Meeting room. Kate pulls out the "speech rock" and lays out the rule about only being allowed to talk when you have the rock in your hand, and she talks to them like they're children. At this point, let's take a moment to consider how well this technique worked for Kate and Bryan. Thank you. Let's continue with the scene. Oh, I forgot the haiku thing!
Maureen blathers first
Hey, Phil. It's been a while.
But Phil can't shut up.
Special occasion
Maureen's speaking right to me!
A freakin' honour!
Kate's getting angry
Speech Rock rules being broken!
Phil! No rock, no talk!
Phil says he'll be good
Takes rock, makes a hound-dog face
What happened? He asks.
Honestly? She says.
Woke up one day, no more love
We married too young.
I was scared to say that
Phil looks even more sad now
Tinkly piano.
Maureen: "Stop the suits!"
"You have to let me go, Phil."
Phil cries. He's sorry.
Daniel wipes his eyes.
When Maureen gives back mattress.
Phil slumps off, broken.
The Only Bar. Connie shows up, in a pink dress, wondering what wild ride she's in for tonight, only to be less than impressed when she sees Finch waiting there for her. He's cleaned himself up; he's wearing a suit and everything. And since alcohol didn't cause any problems or anything, Connie must be thrilled to see a beer in front of him. She's all pissed, but Finch introduces himself formally and says he wants to start over, so Kate's a perfect two-for-two in trying both of the failed techniques from her crazy couples therapist that didn't work at all for Bryan and her.

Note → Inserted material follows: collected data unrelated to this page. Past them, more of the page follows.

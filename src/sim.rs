// Copyright 2026 Locha Mesh Developers <contact@locha.io>
//
// Licensed under the Apache License, Version 2.0 (the "License");
// you may not use this file except in compliance with the License.
// You may obtain a copy of the License at
//
//     http://www.apache.org/licenses/LICENSE-2.0
//
// Unless required by applicable law or agreed to in writing, software
// distributed under the License is distributed on an "AS IS" BASIS,
// WITHOUT WARRANTIES OR CONDITIONS OF ANY KIND, either express or implied.
// See the License for the specific language governing permissions and
// limitations under the License.

//! # Simulated board
//!
//! An in-memory stand-in for a MicroPython board with the file receiver
//! module installed. It speaks enough of the friendly and raw REPL to run a
//! whole transfer, executing the receiver commands against a
//! [`FileReceiver`] rooted at a local directory.
//!
//! Handles are cheap to clone and share the same board, so a test can keep
//! one to inspect the board after giving another to a session.

use std::{
    cell::RefCell,
    collections::VecDeque,
    io::{self, Read, Write},
    path::PathBuf,
    rc::Rc,
};

use crate::{
    command::parse_literal,
    config::Vocabulary,
    constants::{BANNER_TERMINATOR, CTRL_A, CTRL_B, CTRL_C, CTRL_D},
    receiver::FileReceiver,
};

const FRIENDLY_BANNER: &[u8] = b"\r\nMicroPython (simulated); Raspberry Pi Pico with RP2040\r\nType \"help()\" for more information.\r\n>>> ";
const FRIENDLY_PROMPT: &[u8] = b"\r\n>>> ";

#[derive(Debug, Clone, Copy, Eq, PartialEq)]
enum Mode {
    Friendly,
    Raw,
}

#[derive(Debug)]
struct Board {
    vocabulary: Vocabulary,
    receiver: FileReceiver,
    mode: Mode,
    line: Vec<u8>,
    output: VecDeque<u8>,
    imported: bool,
    bound: bool,
    silent: bool,
    failures: Vec<String>,
    executed: Vec<String>,
    interrupts: usize,
}

/// A simulated MicroPython board usable as a port.
#[derive(Debug, Clone)]
pub struct SimulatedBoard {
    board: Rc<RefCell<Board>>,
}

impl SimulatedBoard {
    /// A board whose filesystem root is the local directory `root`.
    pub fn new<P: Into<PathBuf>>(root: P) -> Self {
        SimulatedBoard {
            board: Rc::new(RefCell::new(Board {
                vocabulary: Vocabulary::default(),
                receiver: FileReceiver::new(root),
                mode: Mode::Friendly,
                line: Vec::new(),
                output: VecDeque::new(),
                imported: false,
                bound: false,
                silent: false,
                failures: Vec::new(),
                executed: Vec::new(),
                interrupts: 0,
            })),
        }
    }

    /// Use other names for the receiver module, class and methods.
    pub fn with_vocabulary(self, vocabulary: Vocabulary) -> Self {
        self.board.borrow_mut().vocabulary = vocabulary;
        self
    }

    /// The board accepts everything and never answers.
    pub fn silent(self) -> Self {
        self.board.borrow_mut().silent = true;
        self
    }

    /// Commands containing `pattern` raise instead of executing.
    pub fn fail_when<S: Into<String>>(self, pattern: S) -> Self {
        self.board.borrow_mut().failures.push(pattern.into());
        self
    }

    /// Every command executed in raw mode, in order.
    pub fn executed(&self) -> Vec<String> {
        self.board.borrow().executed.clone()
    }

    pub fn in_raw_repl(&self) -> bool {
        self.board.borrow().mode == Mode::Raw
    }

    /// Number of Ctrl-C received.
    pub fn interrupts(&self) -> usize {
        self.board.borrow().interrupts
    }
}

impl Read for SimulatedBoard {
    fn read(&mut self, buf: &mut [u8]) -> io::Result<usize> {
        let mut board = self.board.borrow_mut();
        if board.output.is_empty() {
            return Err(io::ErrorKind::TimedOut.into());
        }

        let n = board.output.len().min(buf.len());
        for (dst, src) in buf.iter_mut().zip(board.output.drain(..n)) {
            *dst = src;
        }

        Ok(n)
    }
}

impl Write for SimulatedBoard {
    fn write(&mut self, buf: &[u8]) -> io::Result<usize> {
        let mut board = self.board.borrow_mut();
        if !board.silent {
            for &byte in buf {
                board.receive(byte);
            }
        }

        Ok(buf.len())
    }

    fn flush(&mut self) -> io::Result<()> {
        Ok(())
    }
}

impl Board {
    fn emit(&mut self, data: &[u8]) {
        self.output.extend(data.iter().copied());
    }

    fn receive(&mut self, byte: u8) {
        if byte == CTRL_C {
            self.interrupts += 1;
        }

        match (self.mode, byte) {
            (Mode::Friendly, CTRL_A) | (Mode::Raw, CTRL_A) => {
                self.mode = Mode::Raw;
                self.line.clear();
                self.emit(b"\r\n");
                self.emit(BANNER_TERMINATOR);
            }
            (Mode::Friendly, CTRL_C) | (Mode::Friendly, b'\r') => {
                self.emit(FRIENDLY_PROMPT);
            }
            (Mode::Friendly, b) => self.emit(&[b]),
            (Mode::Raw, CTRL_B) => {
                self.mode = Mode::Friendly;
                self.line.clear();
                self.emit(FRIENDLY_BANNER);
            }
            (Mode::Raw, CTRL_C) => self.line.clear(),
            (Mode::Raw, CTRL_D) => {
                let line = std::mem::take(&mut self.line);
                let statement = String::from_utf8_lossy(&line).trim().to_owned();
                let (stdout, stderr) = self.execute(&statement);

                self.emit(b"OK");
                self.emit(stdout.as_bytes());
                self.emit(&[CTRL_D]);
                self.emit(stderr.as_bytes());
                self.emit(&[CTRL_D, b'>']);
            }
            (Mode::Raw, b) => self.line.push(b),
        }
    }

    /// Run one statement, returns what it printed to stdout and stderr.
    fn execute(&mut self, statement: &str) -> (String, String) {
        self.executed.push(statement.to_owned());

        if self.failures.iter().any(|f| statement.contains(f.as_str())) {
            return (String::new(), traceback("OSError: [Errno 5] EIO"));
        }

        match self.run(statement) {
            Ok(stdout) => (stdout, String::new()),
            Err(message) => (String::new(), traceback(&message)),
        }
    }

    fn run(&mut self, statement: &str) -> Result<String, String> {
        let v = self.vocabulary.clone();

        if statement.is_empty() || statement == "pass" {
            return Ok(String::new());
        }

        if let Some(module) = strip(statement, "from ", " import *") {
            if module != v.module {
                return Err(format!("ImportError: no module named '{}'", module));
            }
            self.imported = true;
            return Ok(String::new());
        }

        if let Some(arg) = strip(statement, "print(", ")") {
            if arg == format!("{}.{}", v.variable, v.digest_attr) {
                self.check_bound(&v)?;
                let digest = self.receiver.digest();
                return Ok(format!("{}\r\n", digest.as_deref().unwrap_or("None")));
            }
            return literal(arg).map(|text| format!("{}\r\n", text));
        }

        let open_prefix = format!("{} = {}(", v.variable, v.class);
        if let Some(arg) = strip(statement, &open_prefix, ")") {
            if !self.imported {
                return Err(format!("NameError: name '{}' isn't defined", v.class));
            }
            let path = literal(arg)?;
            self.receiver.open(&path).map_err(|e| e.to_string())?;
            self.bound = true;
            return Ok(String::new());
        }

        let write_prefix = format!("{}.{}(", v.variable, v.write_method);
        if let Some(arg) = strip(statement, &write_prefix, ")") {
            self.check_bound(&v)?;
            let encoded = literal(arg)?;
            self.receiver.w(&encoded).map_err(|e| e.to_string())?;
            return Ok(String::new());
        }

        if statement == format!("{}.{}()", v.variable, v.close_method) {
            self.check_bound(&v)?;
            self.receiver.close().map_err(|e| e.to_string())?;
            return Ok(String::new());
        }

        Err("SyntaxError: invalid syntax".to_owned())
    }

    fn check_bound(&self, v: &Vocabulary) -> Result<(), String> {
        if !self.bound {
            return Err(format!("NameError: name '{}' isn't defined", v.variable));
        }

        Ok(())
    }
}

fn strip<'a>(s: &'a str, prefix: &str, suffix: &str) -> Option<&'a str> {
    if s.len() < prefix.len() + suffix.len() {
        return None;
    }

    if s.starts_with(prefix) && s.ends_with(suffix) {
        Some(&s[prefix.len()..s.len() - suffix.len()])
    } else {
        None
    }
}

fn literal(arg: &str) -> Result<String, String> {
    parse_literal(arg).ok_or_else(|| "SyntaxError: invalid syntax".to_owned())
}

fn traceback(message: &str) -> String {
    format!(
        "Traceback (most recent call last):\r\n  File \"<stdin>\", line 1, in <module>\r\n{}\r\n",
        message
    )
}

I suppose the difference here is that Finch is filled with remorse and talks all about how much he loves Connie and how much he wants to marry her. He's in the middle of promising that she is the only person in the world for him, and that he wants to spend the rest of his life with her, when she just shuts him up by kissing him. "We have contact," says Victoria on the phone. She's wearing some black lacy thing, but she's also got on this elbow-length red-and-grey fingerless glove, like, WHAT IS THAT THING ON YOUR ARM, like if somebody woke up and said, "I'd like to wear Freddy Kreuger's sweater, only as a fingerless glove," this is what they would come up with.